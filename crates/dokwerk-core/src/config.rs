// SPDX-License-Identifier: PMPL-1.0-or-later
// Copyright (c) 2026 Jonathan D.A. Jewell (hyperpolymath) <jonathan.jewell@open.ac.uk>
//
// Service configuration.

use std::path::{Path, PathBuf};

use serde::{Deserialize, Serialize};

use crate::error::Result;
use crate::types::{Operation, PaperSize};

const MIB: u64 = 1024 * 1024;

/// What the quota enforcer does when the usage store cannot be reached.
#[derive(Debug, Clone, Copy, PartialEq, Eq, Default, Serialize, Deserialize)]
#[serde(rename_all = "lowercase")]
pub enum QuotaFailMode {
    /// Reject the request.
    #[default]
    Closed,
    /// Admit the request without recording it.
    Open,
}

/// Persistent service settings.
#[derive(Debug, Clone, PartialEq, Serialize, Deserialize)]
#[serde(default)]
pub struct ServiceConfig {
    /// Managed root for scratch artifacts (uploads and outputs).
    pub temp_root: PathBuf,
    /// SQLite database holding usage records and API keys.
    pub database_path: PathBuf,
    /// Operations each user may run per calendar month.
    pub monthly_limit: u64,
    pub quota_fail_mode: QuotaFailMode,
    /// Longest time an output artifact may sit unconsumed before the sweeper
    /// deletes it.
    pub retention_secs: u64,
    /// Minimum age of a temp file before the start-up sweep touches it. Must
    /// exceed the longest operation so another process's in-flight files
    /// survive.
    pub sweep_grace_secs: u64,
    /// Upload size caps per operation, in bytes.
    pub max_conversion_bytes: u64,
    pub max_compression_bytes: u64,
    pub max_ocr_bytes: u64,
    /// OCR language used when a request does not name one.
    pub default_language: String,
    /// Page size used when re-flowing DOCX text into a PDF.
    pub paper_size: PaperSize,
    /// Directory holding the OCR detection/recognition models.
    pub ocr_model_dir: Option<PathBuf>,
}

impl Default for ServiceConfig {
    fn default() -> Self {
        Self {
            temp_root: PathBuf::from("temp"),
            database_path: PathBuf::from("dokwerk.db"),
            monthly_limit: 100,
            quota_fail_mode: QuotaFailMode::Closed,
            retention_secs: 60,
            sweep_grace_secs: 3600,
            max_conversion_bytes: 10 * MIB,
            max_compression_bytes: 50 * MIB,
            max_ocr_bytes: 10 * MIB,
            default_language: crate::types::DEFAULT_OCR_LANGUAGE.to_string(),
            paper_size: PaperSize::A4,
            ocr_model_dir: None,
        }
    }
}

impl ServiceConfig {
    /// Upload size cap for `operation`.
    pub fn upload_limit(&self, operation: Operation) -> u64 {
        match operation {
            Operation::Convert => self.max_conversion_bytes,
            Operation::Compress => self.max_compression_bytes,
            Operation::Ocr => self.max_ocr_bytes,
        }
    }

    /// Read a JSON config file. Missing keys take their default values.
    pub fn load(path: impl AsRef<Path>) -> Result<Self> {
        let data = std::fs::read_to_string(path.as_ref())?;
        Ok(serde_json::from_str(&data)?)
    }

    /// Write this config as pretty-printed JSON.
    pub fn save(&self, path: impl AsRef<Path>) -> Result<()> {
        let json = serde_json::to_string_pretty(self)?;
        std::fs::write(path.as_ref(), json)?;
        Ok(())
    }
}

++++++++++++++++++++

* [INSTRUCTIONS TO FOLLOW]
The answer consists of the lines above that include the word "Result", each copied exactly.

* [REPLY TO THE EXERCISE]
use crate::error::Result;
    pub fn load(path: impl AsRef<Path>) -> Result<Self> {
    pub fn save(&self, path: impl AsRef<Path>) -> Result<()> {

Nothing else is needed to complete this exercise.